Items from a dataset
===============

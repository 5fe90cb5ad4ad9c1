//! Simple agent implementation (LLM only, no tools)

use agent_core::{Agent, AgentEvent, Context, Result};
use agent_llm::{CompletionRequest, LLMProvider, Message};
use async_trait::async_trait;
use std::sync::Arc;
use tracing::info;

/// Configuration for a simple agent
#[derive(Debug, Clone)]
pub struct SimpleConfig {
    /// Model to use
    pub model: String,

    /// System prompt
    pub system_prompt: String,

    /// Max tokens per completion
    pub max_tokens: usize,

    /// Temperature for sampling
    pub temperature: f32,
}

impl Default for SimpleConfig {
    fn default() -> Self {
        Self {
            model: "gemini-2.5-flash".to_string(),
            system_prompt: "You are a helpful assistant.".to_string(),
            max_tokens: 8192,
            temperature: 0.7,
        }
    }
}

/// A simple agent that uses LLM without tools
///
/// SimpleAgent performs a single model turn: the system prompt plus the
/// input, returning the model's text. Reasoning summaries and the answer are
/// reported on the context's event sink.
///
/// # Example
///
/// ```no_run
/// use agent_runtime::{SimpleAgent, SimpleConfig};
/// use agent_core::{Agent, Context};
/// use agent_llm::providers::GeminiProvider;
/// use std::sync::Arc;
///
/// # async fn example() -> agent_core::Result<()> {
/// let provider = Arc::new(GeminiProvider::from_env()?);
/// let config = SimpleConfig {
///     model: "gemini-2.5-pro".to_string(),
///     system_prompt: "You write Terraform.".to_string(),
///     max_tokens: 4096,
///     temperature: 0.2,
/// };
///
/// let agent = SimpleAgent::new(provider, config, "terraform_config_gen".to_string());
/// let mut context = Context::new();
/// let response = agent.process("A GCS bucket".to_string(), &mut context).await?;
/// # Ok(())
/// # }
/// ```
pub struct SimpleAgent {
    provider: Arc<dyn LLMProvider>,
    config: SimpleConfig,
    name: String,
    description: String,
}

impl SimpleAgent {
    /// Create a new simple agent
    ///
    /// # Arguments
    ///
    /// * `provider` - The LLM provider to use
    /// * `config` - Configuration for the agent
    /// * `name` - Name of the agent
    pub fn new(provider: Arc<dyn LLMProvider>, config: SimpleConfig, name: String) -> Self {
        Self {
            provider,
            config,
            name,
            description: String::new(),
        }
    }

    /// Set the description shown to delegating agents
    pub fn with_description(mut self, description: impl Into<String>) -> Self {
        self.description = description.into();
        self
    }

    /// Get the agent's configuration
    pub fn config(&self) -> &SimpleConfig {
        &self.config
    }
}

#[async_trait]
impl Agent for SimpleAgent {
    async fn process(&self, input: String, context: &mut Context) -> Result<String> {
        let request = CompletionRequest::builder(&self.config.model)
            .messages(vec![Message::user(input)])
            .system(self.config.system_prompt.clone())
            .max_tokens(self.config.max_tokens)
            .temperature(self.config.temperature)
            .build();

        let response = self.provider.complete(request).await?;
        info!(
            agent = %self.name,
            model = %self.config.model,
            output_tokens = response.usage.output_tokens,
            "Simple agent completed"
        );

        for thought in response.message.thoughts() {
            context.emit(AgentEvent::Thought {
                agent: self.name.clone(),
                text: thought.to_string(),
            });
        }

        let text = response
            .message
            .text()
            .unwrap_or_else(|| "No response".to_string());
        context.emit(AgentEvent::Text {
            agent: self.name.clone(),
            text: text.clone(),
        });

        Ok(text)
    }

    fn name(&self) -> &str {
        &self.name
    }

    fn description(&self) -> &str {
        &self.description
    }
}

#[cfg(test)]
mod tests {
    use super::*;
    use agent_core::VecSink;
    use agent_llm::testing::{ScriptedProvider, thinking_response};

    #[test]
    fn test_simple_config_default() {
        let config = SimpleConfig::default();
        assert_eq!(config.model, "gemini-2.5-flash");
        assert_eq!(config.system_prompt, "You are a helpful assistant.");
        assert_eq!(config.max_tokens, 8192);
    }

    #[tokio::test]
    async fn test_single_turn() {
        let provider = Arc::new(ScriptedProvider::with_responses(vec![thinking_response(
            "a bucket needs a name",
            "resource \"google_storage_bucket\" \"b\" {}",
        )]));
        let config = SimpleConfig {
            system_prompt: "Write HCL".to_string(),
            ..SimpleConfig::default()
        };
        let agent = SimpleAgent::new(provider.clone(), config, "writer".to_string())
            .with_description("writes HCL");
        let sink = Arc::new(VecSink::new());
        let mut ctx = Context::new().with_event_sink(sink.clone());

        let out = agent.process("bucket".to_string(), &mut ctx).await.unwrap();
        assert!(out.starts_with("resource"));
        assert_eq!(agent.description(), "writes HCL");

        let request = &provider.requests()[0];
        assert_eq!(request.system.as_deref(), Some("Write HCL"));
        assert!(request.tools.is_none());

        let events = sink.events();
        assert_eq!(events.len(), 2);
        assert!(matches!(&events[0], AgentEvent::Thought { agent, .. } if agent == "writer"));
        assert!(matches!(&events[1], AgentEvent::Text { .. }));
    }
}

===============

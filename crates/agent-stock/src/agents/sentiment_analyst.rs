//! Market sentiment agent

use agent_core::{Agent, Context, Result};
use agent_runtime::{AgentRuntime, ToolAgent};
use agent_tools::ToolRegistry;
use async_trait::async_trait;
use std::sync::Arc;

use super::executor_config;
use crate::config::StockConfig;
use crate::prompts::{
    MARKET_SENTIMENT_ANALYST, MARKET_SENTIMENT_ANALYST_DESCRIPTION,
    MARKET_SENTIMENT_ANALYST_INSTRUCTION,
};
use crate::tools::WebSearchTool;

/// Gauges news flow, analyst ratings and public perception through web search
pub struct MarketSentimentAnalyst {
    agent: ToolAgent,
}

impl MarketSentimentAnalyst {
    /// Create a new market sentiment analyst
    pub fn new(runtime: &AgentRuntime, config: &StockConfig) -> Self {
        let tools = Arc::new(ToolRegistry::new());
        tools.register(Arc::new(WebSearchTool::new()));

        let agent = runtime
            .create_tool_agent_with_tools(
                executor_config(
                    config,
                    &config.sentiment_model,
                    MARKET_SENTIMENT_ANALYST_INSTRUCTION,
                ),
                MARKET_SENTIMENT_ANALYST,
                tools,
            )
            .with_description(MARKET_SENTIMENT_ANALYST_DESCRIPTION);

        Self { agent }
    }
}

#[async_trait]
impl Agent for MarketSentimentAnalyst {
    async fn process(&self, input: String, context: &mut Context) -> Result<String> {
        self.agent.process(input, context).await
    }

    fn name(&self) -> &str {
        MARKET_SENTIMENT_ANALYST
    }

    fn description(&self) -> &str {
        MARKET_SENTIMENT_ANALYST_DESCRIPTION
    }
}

===============

*Exercise description*:
Please give an exact copy of the entries above, from the line with "repository 5fe90cb5ad4ad9c1" down to the line with "fn default() ->", inclusive, and nothing else.

*Result of the task*:
repository 5fe90cb5ad4ad9c1
//! Simple agent implementation (LLM only, no tools)

use agent_core::{Agent, AgentEvent, Context, Result};
use agent_llm::{CompletionRequest, LLMProvider, Message};
use async_trait::async_trait;
use std::sync::Arc;
use tracing::info;

/// Configuration for a simple agent
#[derive(Debug, Clone)]
pub struct SimpleConfig {
    /// Model to use
    pub model: String,

    /// System prompt
    pub system_prompt: String,

    /// Max tokens per completion
    pub max_tokens: usize,

    /// Temperature for sampling
    pub temperature: f32,
}

impl Default for SimpleConfig {
    fn default() -> Self {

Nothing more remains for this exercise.